Trump voyage « pour des raisons de sécurité » à bord de l'ancien « Air Force One » au lieu de l'avion que le Qatar lui a offert
Le président des États-Unis, Donald Trump, est revenu ce mercredi d'Ankara (Turquie), où il a assisté au sommet de l'OTAN, à bord de son ancien avion au lieu d'utiliser le nouvel avion présidentiel que lui a offert le Qatar. Au-delà des critiques sur la corruption liée à l'acceptation d'un don d'une telle ampleur de la part d'un pays étranger, le changement de plan a ressuscité des questions sur d'éventuels problèmes de sécurité avec le nouvel avion.
Tout d’abord, Trump a annoncé sur son réseau social Truth qu’il utiliserait le vieil avion, et ce, « par nostalgie », pour se rendre à la base aérienne RAF Mildenhall au Royaume-Uni. Il a également précisé que le nouvel avion, cadeau tombé en pluie du Moyen-Orient, s'arrêterait à la même base pour que les soldats américains déployés sur place puissent le voir.
Lors d'une conférence de presse – donnée à l'issue d'un sommet de l'Otan que le républicain a chamboulé ce mercredi au milieu des critiques de certains alliés et des compliments des autres – le président des États-Unis a évité de répondre si le changement était dû à des raisons de sécurité. Il a confirmé qu'il existe une menace potentielle de la part de Téhéran, la capitale qu'il a promis dans la matinée de punir par de nouveaux attentats à la bombe, promesse qu'il a tenue dans l'après-midi. « Je suis le numéro un sur la liste des cibles de l'Iran », a déclaré le président.

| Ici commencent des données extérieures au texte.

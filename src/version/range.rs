//! npm version range grammar
//!
//! Supports npm semver range specifications:
//! - `1.2.3`, `=1.2.3`, `v1.2.3` - exact match
//! - `^1.2.3` - compatible with version (>=1.2.3 <2.0.0)
//! - `~1.2.3`, `~>1.2.3` - approximately equivalent (>=1.2.3 <1.3.0)
//! - `>=1.2.3`, `>1.2.3`, `<=1.2.3`, `<1.2.3` - comparison operators
//! - `1.2.x`, `1.x`, `1`, `*`, `x`, `""` - wildcards and partial versions
//! - `1.0.0 - 2.0.0` - hyphen ranges
//! - `>=1.0.0 <2.0.0` - AND (space separated)
//! - `^1.0.0 || ^2.0.0` - OR
//!
//! Prerelease versions only satisfy a comparator set when one of its
//! comparators carries a prerelease on the same `major.minor.patch`.

use semver::{Prerelease, Version};

/// Parsed range: an OR of comparator sets, each set an AND of comparators
#[derive(Debug, Clone, PartialEq, Eq)]
pub struct VersionSpec {
    sets: Vec<Vec<Comparator>>,
}

impl VersionSpec {
    /// Parse a version specification string, None if it is not a valid range
    pub fn parse(spec: &str) -> Option<Self> {
        let sets = spec
            .split("||")
            .map(parse_comparator_set)
            .collect::<Option<Vec<_>>>()?;
        Some(Self { sets })
    }

    /// Check if a version satisfies this spec
    pub fn satisfies(&self, version: &Version) -> bool {
        self.sets.iter().any(|set| set_satisfies(set, version))
    }
}

#[derive(Debug, Clone, Copy, PartialEq, Eq)]
enum Op {
    Eq,
    Gt,
    Gte,
    Lt,
    Lte,
}

#[derive(Debug, Clone, PartialEq, Eq)]
struct Comparator {
    op: Op,
    version: Version,
}

impl Comparator {
    fn new(op: Op, version: Version) -> Self {
        Self { op, version }
    }

    fn matches(&self, version: &Version) -> bool {
        match self.op {
            Op::Eq => version == &self.version,
            Op::Gt => version > &self.version,
            Op::Gte => version >= &self.version,
            Op::Lt => version < &self.version,
            Op::Lte => version <= &self.version,
        }
    }
}

fn set_satisfies(set: &[Comparator], version: &Version) -> bool {
    if !set.iter().all(|c| c.matches(version)) {
        return false;
    }

    if version.pre.is_empty() {
        return true;
    }

    set.iter().any(|c| {
        !c.version.pre.is_empty()
            && c.version.major == version.major
            && c.version.minor == version.minor
            && c.version.patch == version.patch
    })
}

/// Parse one `||` branch into its AND-ed comparators
fn parse_comparator_set(part: &str) -> Option<Vec<Comparator>> {
    let part = part.trim();
    if part.is_empty() {
        return Some(Vec::new());
    }

    if let Some(range) = VersionRange::parse_hyphen(part) {
        return Some(range.comparators());
    }

    let mut comparators = Vec::new();
    for token in join_operator_tokens(part) {
        comparators.extend(VersionRange::parse(&token)?.comparators());
    }
    Some(comparators)
}

/// Split on whitespace, re-attaching dangling operators: `>= 1.2.3` -> `>=1.2.3`
fn join_operator_tokens(part: &str) -> Vec<String> {
    let mut tokens: Vec<String> = Vec::new();
    let mut pending_operator: Option<&str> = None;

    for word in part.split_whitespace() {
        let is_operator = word.chars().all(|c| matches!(c, '<' | '>' | '=' | '^' | '~'));
        match pending_operator.take() {
            Some(op) => tokens.push(format!("{op}{word}")),
            None if is_operator => pending_operator = Some(word),
            None => tokens.push(word.to_string()),
        }
    }

    if let Some(op) = pending_operator {
        tokens.push(op.to_string());
    }
    tokens
}

/// A version with optional (wildcard) components, e.g. `1.2`, `1.x`, `*`
#[derive(Debug, Clone, PartialEq, Eq)]
struct Partial {
    major: Option<u64>,
    minor: Option<u64>,
    patch: Option<u64>,
    pre: Prerelease,
}

impl Partial {
    fn parse(input: &str) -> Option<Self> {
        let input = input.trim();
        let input = input.strip_prefix('=').unwrap_or(input);
        let input = input.strip_prefix('v').unwrap_or(input);
        if input.is_empty() {
            return None;
        }

        // Build metadata never affects matching
        let input = input.split('+').next().unwrap_or(input);

        let (core, pre) = match input.split_once('-') {
            Some((core, pre)) => (core, Some(pre)),
            None => (input, None),
        };

        let parts: Vec<&str> = core.split('.').collect();
        if parts.len() > 3 {
            return None;
        }

        let mut numbers = [None; 3];
        let mut wildcard_seen = false;
        for (slot, part) in numbers.iter_mut().zip(parts.iter()) {
            if matches!(*part, "x" | "X" | "*") {
                wildcard_seen = true;
                continue;
            }
            if part.is_empty() || !part.chars().all(|c| c.is_ascii_digit()) {
                return None;
            }
            if !wildcard_seen {
                *slot = Some(part.parse::<u64>().ok()?);
            }
        }

        let pre = match pre {
            Some(pre) => {
                // Prerelease tags only make sense on a complete version
                if numbers.iter().any(Option::is_none) {
                    return None;
                }
                Prerelease::new(pre).ok()?
            }
            None => Prerelease::EMPTY,
        };

        Some(Self {
            major: numbers[0],
            minor: numbers[1],
            patch: numbers[2],
            pre,
        })
    }

    fn is_any(&self) -> bool {
        self.major.is_none()
    }

    fn is_complete(&self) -> bool {
        self.patch.is_some()
    }

    /// Missing components filled with zeros
    fn floor(&self) -> Version {
        let mut version = Version::new(
            self.major.unwrap_or(0),
            self.minor.unwrap_or(0),
            self.patch.unwrap_or(0),
        );
        version.pre = self.pre.clone();
        version
    }

    /// Smallest version above every version matched by this partial
    fn ceiling(&self) -> Option<Version> {
        match (self.major, self.minor, self.patch) {
            (Some(major), None, _) => Some(lowest(major.saturating_add(1), 0, 0)),
            (Some(major), Some(minor), None) => Some(lowest(major, minor.saturating_add(1), 0)),
            _ => None,
        }
    }
}

/// `major.minor.patch-0`, the lowest version of a release line
fn lowest(major: u64, minor: u64, patch: u64) -> Version {
    let mut version = Version::new(major, minor, patch);
    version.pre = Prerelease::new("0").unwrap_or_default();
    version
}

/// Comparator that no version satisfies
fn nothing() -> Vec<Comparator> {
    vec![Comparator::new(Op::Lt, lowest(0, 0, 0))]
}

/// Represents a single npm range token
#[derive(Debug)]
enum VersionRange {
    /// Bare or `=` version, possibly partial: 1.2.3, 1.2, 1.x, *
    Exact(Partial),
    /// Caret range: ^1.2.3 means >=1.2.3 <2.0.0 (or special cases for 0.x)
    Caret(Partial),
    /// Tilde range: ~1.2.3 means >=1.2.3 <1.3.0
    Tilde(Partial),
    /// Greater than or equal
    Gte(Partial),
    /// Greater than
    Gt(Partial),
    /// Less than or equal
    Lte(Partial),
    /// Less than
    Lt(Partial),
    /// Hyphen range: 1.0.0 - 2.0.0 means >=1.0.0 <=2.0.0
    Hyphen { from: Partial, to: Partial },
}

impl VersionRange {
    /// Parse a single whitespace-free token
    fn parse(spec: &str) -> Option<Self> {
        let spec = spec.trim();

        if let Some(rest) = spec.strip_prefix(">=") {
            Partial::parse(rest).map(VersionRange::Gte)
        } else if let Some(rest) = spec.strip_prefix("<=") {
            Partial::parse(rest).map(VersionRange::Lte)
        } else if let Some(rest) = spec.strip_prefix('>') {
            Partial::parse(rest).map(VersionRange::Gt)
        } else if let Some(rest) = spec.strip_prefix('<') {
            Partial::parse(rest).map(VersionRange::Lt)
        } else if let Some(rest) = spec.strip_prefix('^') {
            Partial::parse(rest).map(VersionRange::Caret)
        } else if let Some(rest) = spec.strip_prefix("~>") {
            Partial::parse(rest).map(VersionRange::Tilde)
        } else if let Some(rest) = spec.strip_prefix('~') {
            Partial::parse(rest).map(VersionRange::Tilde)
        } else {
            Partial::parse(spec).map(VersionRange::Exact)
        }
    }

    /// Parse hyphen range like "1.0.0 - 2.0.0"
    fn parse_hyphen(spec: &str) -> Option<Self> {
        let parts: Vec<&str> = spec.split(" - ").collect();
        if parts.len() != 2 {
            return None;
        }

        let from = Partial::parse(parts[0])?;
        let to = Partial::parse(parts[1])?;

        Some(VersionRange::Hyphen { from, to })
    }

    /// Desugar into primitive comparators (empty means any version)
    fn comparators(&self) -> Vec<Comparator> {
        match self {
            VersionRange::Exact(p) => {
                if p.is_complete() {
                    vec![Comparator::new(Op::Eq, p.floor())]
                } else {
                    Self::partial_bounds(p)
                }
            }
            VersionRange::Caret(p) => {
                let (Some(major), minor, patch) = (p.major, p.minor, p.patch) else {
                    return Vec::new();
                };
                let upper = match (major, minor, patch) {
                    (0, Some(0), Some(patch)) => lowest(0, 0, patch.saturating_add(1)),
                    (0, Some(minor), _) => lowest(0, minor.saturating_add(1), 0),
                    _ => lowest(major.saturating_add(1), 0, 0),
                };
                vec![
                    Comparator::new(Op::Gte, p.floor()),
                    Comparator::new(Op::Lt, upper),
                ]
            }
            VersionRange::Tilde(p) => {
                let Some(major) = p.major else {
                    return Vec::new();
                };
                let upper = match p.minor {
                    Some(minor) => lowest(major, minor.saturating_add(1), 0),
                    None => lowest(major.saturating_add(1), 0, 0),
                };
                vec![
                    Comparator::new(Op::Gte, p.floor()),
                    Comparator::new(Op::Lt, upper),
                ]
            }
            VersionRange::Gte(p) => {
                if p.is_any() {
                    return Vec::new();
                }
                vec![Comparator::new(Op::Gte, p.floor())]
            }
            VersionRange::Gt(p) => {
                if p.is_any() {
                    return nothing();
                }
                match p.ceiling() {
                    Some(ceiling) => vec![Comparator::new(Op::Gte, release(ceiling))],
                    None => vec![Comparator::new(Op::Gt, p.floor())],
                }
            }
            VersionRange::Lte(p) => {
                if p.is_any() {
                    return Vec::new();
                }
                match p.ceiling() {
                    Some(ceiling) => vec![Comparator::new(Op::Lt, ceiling)],
                    None => vec![Comparator::new(Op::Lte, p.floor())],
                }
            }
            VersionRange::Lt(p) => {
                if p.is_any() {
                    return nothing();
                }
                let bound = if p.is_complete() {
                    p.floor()
                } else {
                    let floor = p.floor();
                    lowest(floor.major, floor.minor, floor.patch)
                };
                vec![Comparator::new(Op::Lt, bound)]
            }
            VersionRange::Hyphen { from, to } => {
                let mut comparators = Vec::new();
                if !from.is_any() {
                    comparators.push(Comparator::new(Op::Gte, from.floor()));
                }
                if !to.is_any() {
                    match to.ceiling() {
                        Some(ceiling) => comparators.push(Comparator::new(Op::Lt, ceiling)),
                        None => comparators.push(Comparator::new(Op::Lte, to.floor())),
                    }
                }
                comparators
            }
        }
    }

    /// Bounds of an x-range: 1.x -> >=1.0.0 <2.0.0-0
    fn partial_bounds(p: &Partial) -> Vec<Comparator> {
        match p.ceiling() {
            Some(ceiling) => vec![
                Comparator::new(Op::Gte, p.floor()),
                Comparator::new(Op::Lt, ceiling),
            ],
            None => Vec::new(),
        }
    }
}

/// Drop the `-0` marker of a synthetic lower bound
fn release(mut version: Version) -> Version {
    version.pre = Prerelease::EMPTY;
    version
}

a rapporté dans la soirée (heure de Washington, six autres en Espagne continentale) que les services secrets avaient demandé au président de ne pas utiliser l'avion offert par le Qatar. Le journal, qui cite des sources anonymes, précise que cette décision a été prise « par mesure de sécurité ».
Trump a déclaré qu'il n'était pas au courant d'une menace crédible de la part de l'Iran contre lui et a répondu ironiquement à un journaliste interrogé sur le changement de plan. « Je suis le numéro un sur votre liste, avant vous. Mais si j'y vais, vous y allez aussi. Peut-être qu'un jour vous aurez envie de changer de carrière », a déclaré Trump, qui n'a pas donné les raisons de sa décision de changer d'avion.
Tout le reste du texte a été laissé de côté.